**TASK ITEM**
What is needed is an exact copy of the lines in the listing below, from the one with "collaborator that receives" up to and including the one with "#[async_trait]", with no other lines.

**TASK MATERIAL**

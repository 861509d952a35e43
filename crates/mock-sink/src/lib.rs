use std::collections::BTreeMap;
use std::sync::Arc;

use async_trait::async_trait;

/// Coarse protocol kind a captured mock belongs to.
///
/// HTTP is the only kind with a dedicated engine today; the others are
/// reserved for protocol plugins registered with the dispatcher.
#[derive(Copy, Clone, Debug, Eq, PartialEq)]
pub enum MockKind {
    Http,
    Generic,
    Grpc,
}

/// One side (request or response) of a captured exchange, already
/// canonicalized: headers are lower-cased and sorted, body is decoded
/// (gzip stripped) and query parameters broken out of the URL.
#[derive(Clone, Debug, Default)]
pub struct CanonicalPayload {
    pub status_or_method: String,
    pub url_or_empty: String,
    pub headers: BTreeMap<String, String>,
    pub query: BTreeMap<String, Vec<String>>,
    pub body: Vec<u8>,
}

/// A completed request/response exchange, canonicalized and ready for
/// the external persistence collaborator to serialize.
///
/// Produced once per HTTP transaction by the capture sink. The sink
/// never retains these after handing them off; serialization format
/// and storage are entirely the collaborator's concern.
#[derive(Clone, Debug)]
pub struct CapturedMock {
    pub kind: MockKind,
    pub request: CanonicalPayload,
    pub response: CanonicalPayload,
    pub request_at_ms: i64,
    pub response_at_ms: i64,
    pub destination_port: u16,
}

/// Storage-agnostic trait for the external collaborator that receives
/// captured mocks.
///
/// The capture sink never blocks on this trait directly; it drives an
/// unbounded channel (see [`sink_channel`]) and a background forwarder
/// task calls `store` for each item pulled off the channel. Implementers
/// decide serialization format and persistence; this crate only defines
/// the narrow interface and the record shape crossing it.
#[async_trait]
pub trait MockSink: Send + Sync {
    async fn store(&self, mock: CapturedMock) -> anyhow::Result<()>;
}

pub type DynMockSink = Arc<dyn MockSink>;

/// Sending half of the outbound mock stream (§6, "Outbound mock stream").
///
/// Cloneable; every HTTP engine task holds one. Sends never block: the
/// channel is unbounded, so a slow or absent collaborator cannot stall
/// the proxy's request-lifecycle engine. Backpressure is explicitly out
/// of scope for this interface.
#[derive(Clone, Debug)]
pub struct MockSinkSender(tokio::sync::mpsc::UnboundedSender<CapturedMock>);

impl MockSinkSender {
    pub fn send(&self, mock: CapturedMock) {
        // Closed receiver means the forwarder task has shut down; dropping
        // the mock is correct, there is nowhere left to deliver it.
        let _ = self.0.send(mock);
    }
}

/// Creates the channel pair backing the outbound mock stream: a
/// cloneable sender for capture-sink producers and a receiver meant to
/// be driven by a single forwarder task that calls into a [`DynMockSink`].
pub fn sink_channel() -> (MockSinkSender, tokio::sync::mpsc::UnboundedReceiver<CapturedMock>) {
    let (tx, rx) = tokio::sync::mpsc::unbounded_channel();
    (MockSinkSender(tx), rx)
}

/// Drains the receiver half of [`sink_channel`] into a [`DynMockSink`]
/// until the sender side is dropped.
///
/// Grounded on the same single-producer, at-least-once-delivery intent
/// as a claim/ack repository, but simplified to the unbounded-channel
/// contract the core specifies: no lease, no retry, no retention.
pub async fn forward_to_sink(
    mut rx: tokio::sync::mpsc::UnboundedReceiver<CapturedMock>,
    sink: DynMockSink,
) {
    while let Some(mock) = rx.recv().await {
        if let Err(error) = sink.store(mock).await {
            tracing::warn!(%error, "mock sink rejected a captured record");
        }
    }
}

**OUTPUT BELOW**
/// Storage-agnostic trait for the external collaborator that receives
/// captured mocks.
///
/// The capture sink never blocks on this trait directly; it drives an
/// unbounded channel (see [`sink_channel`]) and a background forwarder
/// task calls `store` for each item pulled off the channel. Implementers
/// decide serialization format and persistence; this crate only defines
/// the narrow interface and the record shape crossing it.
#[async_trait]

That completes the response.